S. Martinho de Anta, 8 de Junho — As raízes começam a secar. Minha mãe está no fim, meu pai ensurdece, a beleza das giestas floridas não resiste ao espectáculo lancinante de ver crianças famintas a pastar ervas como animais. Só o Marão, ao longe, conserva a majestade de sempre e a sua pureza habitual de deus. Mas nem a olhá-lo pude esquecer por muito tempo a miséria desta gente. Uma fibra humana que me repuxa a alma cada vez com mais força desenhou-me cruamente naquele azul de ilusão e de evasão a legenda que conheço desde menino:
— Bem grande é o Marão, e não dá palha nem grão…

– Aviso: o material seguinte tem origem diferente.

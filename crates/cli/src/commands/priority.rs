use overlay::{manager::OverlayManager, user::UserId};

use crate::{cli::PriorityTarget, terminal_progress_reporter::TerminalProgressReporter};

use super::bool_status;

pub(crate) async fn handle_set_priority<M: OverlayManager>(
    manager: &M,
    package_name: &str,
    parent: &PriorityTarget,
    user: UserId,
    reporter: TerminalProgressReporter,
) -> i32 {
    tracing::debug!(package_name, ?parent, %user, "changing overlay priority");

    let result = match parent {
        PriorityTarget::Highest => manager.set_highest_priority(package_name, user).await,
        PriorityTarget::Lowest => manager.set_lowest_priority(package_name, user).await,
        PriorityTarget::Parent(parent) => manager.set_priority(package_name, parent, user).await,
    };

    bool_status(
        result,
        || format!("Error: failed to change the priority of {package_name} for user {user}"),
        reporter,
    )
}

É um ferrete de esterilidade que a tradição pôs naquelas pedras deslumbradoras, e que eu, ao fim e ao cabo, tenho de aceitar como justo. A beleza é o ornamento da vida, mas a necessidade de comer é o seu suporte. Se eu andasse como estes garotos a roer leitugas pelas valetas, teria olhos para contemplar por um momento sequer aqueles cumes maravilhosos? Certamente que não. Por serem tão nobres e tão altos, e também porque estou bem jantado, demorei neles a atenção algum tempo transportado em tanta cor e relevo. Mas a urgência doutros valores acordou-me, a avisar-me peremptoriamente de que é preciso casar de uma vez para sempre o espírito com a matéria, tornar unidade o que nasceu para ser uno. O lume tem a sua lenha. Não somos anjos, e é preciso ter a lealdade de o reconhecer. De resto, espírito, espírito, e por detrás desta fachada esconde-se quase sempre uma cloaca sórdida de interesses mais grosseiros do que uma natural digestão. É urgente acabar com a hipocrisia do mundo moderno e regressar à sinceridade grega: ser conviva dum banquete universal, e fazer por pensar bem durante ele.
Miguel Torga, DIÁRIO III, p. 168.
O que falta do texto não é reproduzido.